> Task directions:
In the entries that follow, how many lines contain "const"? Please reply with only the number.

◇ ◇ ◇

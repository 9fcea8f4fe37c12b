//! Knowledge search tools
//!
//! `search_legislation`, `search_jurisprudence` and `search_knowledge_base`
//! share one implementation that delegates to the RAG retriever, optionally
//! pinned to a source type.

use crate::errors::Result;
use crate::rag::RagRetriever;
use crate::tools::types::{ToolCapability, ToolOutput};
use crate::types::{SearchFilter, Tool};
use async_trait::async_trait;
use serde::Deserialize;
use serde_json::json;

/// Upper bound of `top_k` accepted from the model
const MAX_TOP_K: usize = 20;

#[derive(Debug, Deserialize)]
struct SearchParams {
    query: String,
    #[serde(default)]
    top_k: Option<usize>,
    #[serde(default)]
    tags: Vec<String>,
    /// Only honoured by the unpinned knowledge base search
    #[serde(default)]
    source_type: Option<String>,
}

/// Retrieval-backed search capability
pub struct KnowledgeSearchTool {
    retriever: RagRetriever,
    /// Source type every query is restricted to
    pinned_source_type: Option<String>,
}

impl KnowledgeSearchTool {
    pub fn new(retriever: RagRetriever, pinned_source_type: Option<&str>) -> Self {
        Self {
            retriever,
            pinned_source_type: pinned_source_type.map(String::from),
        }
    }

    pub fn legislation(retriever: RagRetriever) -> Self {
        Self::new(retriever, Some("legislation"))
    }

    pub fn jurisprudence(retriever: RagRetriever) -> Self {
        Self::new(retriever, Some("jurisprudence"))
    }

    pub fn knowledge_base(retriever: RagRetriever) -> Self {
        Self::new(retriever, None)
    }
}

#[async_trait]
impl ToolCapability for KnowledgeSearchTool {
    async fn execute(&self, params: serde_json::Value) -> Result<ToolOutput> {
        let params: SearchParams = serde_json::from_value(params)?;
        let top_k = params
            .top_k
            .unwrap_or(self.retriever.config().top_k)
            .clamp(1, MAX_TOP_K);
        let filter = SearchFilter {
            source_type: self.pinned_source_type.clone().or(params.source_type),
            tags: params.tags,
        };

        let result = self.retriever.retrieve(&params.query, &filter, top_k).await?;

        let sources: Vec<_> = result
            .sources
            .iter()
            .map(|s| {
                json!({
                    "id": s.entry_id,
                    "title": s.title,
                    "source_type": s.source_type,
                    "source_url": s.source_url,
                    "content": s.content,
                    "confidence": (s.confidence * 10.0).round() / 10.0,
                })
            })
            .collect();

        Ok(ToolOutput::new(json!({
            "query": params.query,
            "total": sources.len(),
            "sources": sources,
            "context_summary": result.context_summary,
        }))
        .with_citations(result.citations()))
    }
}

fn search_schema(with_source_type: bool) -> serde_json::Value {
    let mut schema = json!({
        "type": "object",
        "properties": {
            "query": {
                "type": "string",
                "minLength": 1,
                "description": "Natural-language search query"
            },
            "top_k": {
                "type": "integer",
                "minimum": 1,
                "maximum": MAX_TOP_K,
                "description": "Maximum number of sources to return"
            },
            "tags": {
                "type": "array",
                "items": { "type": "string" },
                "description": "Restrict to entries carrying any of these tags"
            }
        },
        "required": ["query"]
    });
    if with_source_type {
        schema["properties"]["source_type"] = json!({
            "type": "string",
            "description": "Restrict to one source type (legislation, jurisprudence, doctrine, template)"
        });
    }
    schema
}

fn search_tool(slug: &str, name: &str, description: &str, with_source_type: bool) -> Tool {
    Tool {
        slug: slug.to_string(),
        name: name.to_string(),
        description: description.to_string(),
        function_name: slug.to_string(),
        parameters_schema: search_schema(with_source_type),
        requires_auth: false,
        allowed_agents: None,
        is_active: true,
    }
}

pub fn legislation_tool() -> Tool {
    search_tool(
        "search_legislation",
        "Search legislation",
        "Search statutes, codes and regulations in the knowledge base",
        false,
    )
}

pub fn jurisprudence_tool() -> Tool {
    search_tool(
        "search_jurisprudence",
        "Search jurisprudence",
        "Search court decisions, precedents and súmulas in the knowledge base",
        false,
    )
}

pub fn knowledge_base_tool() -> Tool {
    search_tool(
        "search_knowledge_base",
        "Search knowledge base",
        "Search every source in the legal knowledge base",
        true,
    )
}
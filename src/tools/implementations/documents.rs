//! Document text extraction tool
//!
//! Text extraction itself (PDF parsing, OCR) is an external collaborator.
//! Without a configured [`DocumentExtractor`] the tool reports that
//! extraction is not available instead of inventing content.

use crate::errors::{AgentError, Result};
use crate::rag::context::truncate_chars;
use crate::tools::types::{CallerIdentity, ToolCapability, ToolOutput};
use crate::types::Tool;
use async_trait::async_trait;
use serde::Deserialize;
use serde_json::json;
use std::sync::Arc;

/// Characters returned to the model per call
const MAX_TEXT_CHARS: usize = 12_000;

/// Extracts plain text from stored documents on behalf of a user
#[async_trait]
pub trait DocumentExtractor: Send + Sync {
    /// Fails with `NotFound` for unknown documents and `Permission` for
    /// documents the user may not read
    async fn extract_text(&self, document_id: &str, user_id: &str) -> Result<String>;
}

#[derive(Debug, Deserialize)]
struct ExtractParams {
    document_id: String,
}

/// `extract_document_text` capability
#[derive(Default)]
pub struct ExtractDocumentTextTool {
    extractor: Option<Arc<dyn DocumentExtractor>>,
}

impl ExtractDocumentTextTool {
    pub fn new(extractor: Option<Arc<dyn DocumentExtractor>>) -> Self {
        Self { extractor }
    }
}

#[async_trait]
impl ToolCapability for ExtractDocumentTextTool {
    async fn execute(&self, params: serde_json::Value) -> Result<ToolOutput> {
        let caller = CallerIdentity::from_params(&params)?;
        let params: ExtractParams = serde_json::from_value(params)?;

        let Some(extractor) = &self.extractor else {
            return Ok(ToolOutput::new(json!({
                "document_id": params.document_id,
                "available": false,
                "message": "document text extraction is not available",
            })));
        };

        let user_id = caller.require_user()?;
        let text = extractor.extract_text(&params.document_id, user_id).await?;
        if text.trim().is_empty() {
            return Err(AgentError::Validation(format!(
                "document '{}' has no extractable text",
                params.document_id
            )));
        }

        let total_chars = text.chars().count();
        let returned = truncate_chars(&text, MAX_TEXT_CHARS);
        Ok(ToolOutput::new(json!({
            "document_id": params.document_id,
            "available": true,
            "text": returned,
            "truncated": total_chars > MAX_TEXT_CHARS,
            "total_chars": total_chars,
        })))
    }
}

pub fn extract_document_tool() -> Tool {
    Tool {
        slug: "extract_document_text".to_string(),
        name: "Extract document text".to_string(),
        description: "Read the text content of a document attached to the case".to_string(),
        function_name: "extract_document_text".to_string(),
        parameters_schema: json!({
            "type": "object",
            "properties": {
                "document_id": {
                    "type": "string",
                    "minLength": 1,
                    "description": "Identifier of the stored document"
                }
            },
            "required": ["document_id"]
        }),
        requires_auth: true,
        allowed_agents: None,
        is_active: true,
    }
}

#[cfg(test)]
mod tests {
    use super::*;
    use crate::errors::ErrorKind;
    use crate::tools::types::CALLER_PARAM;

    struct FixedExtractor;

    #[async_trait]
    impl DocumentExtractor for FixedExtractor {
        async fn extract_text(&self, document_id: &str, user_id: &str) -> Result<String> {
            match (document_id, user_id) {
                ("doc-1", "lawyer-a") => Ok("PETIÇÃO INICIAL ...".to_string()),
                ("doc-1", _) => Err(AgentError::Permission("not your document".to_string())),
                _ => Err(AgentError::not_found("Document", document_id)),
            }
        }
    }

    fn params(document_id: &str, user: &str) -> serde_json::Value {
        let caller = CallerIdentity::new(Some(user.to_string()), "document-analyzer");
        let mut params = json!({ "document_id": document_id });
        params[CALLER_PARAM] = serde_json::to_value(caller).unwrap();
        params
    }

    #[tokio::test]
    async fn test_reports_not_available_without_extractor() {
        let output = ExtractDocumentTextTool::default()
            .execute(params("doc-1", "lawyer-a"))
            .await
            .unwrap();
        assert_eq!(output.value["available"], false);
    }

    #[tokio::test]
    async fn test_extracts_with_ownership() {
        let tool = ExtractDocumentTextTool::new(Some(Arc::new(FixedExtractor)));

        let output = tool.execute(params("doc-1", "lawyer-a")).await.unwrap();
        assert_eq!(output.value["available"], true);
        assert_eq!(output.value["truncated"], false);

        let err = tool.execute(params("doc-1", "lawyer-b")).await.unwrap_err();
        assert_eq!(err.kind(), ErrorKind::Permission);
    }
}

◇ ◇ ◇

> Result:
2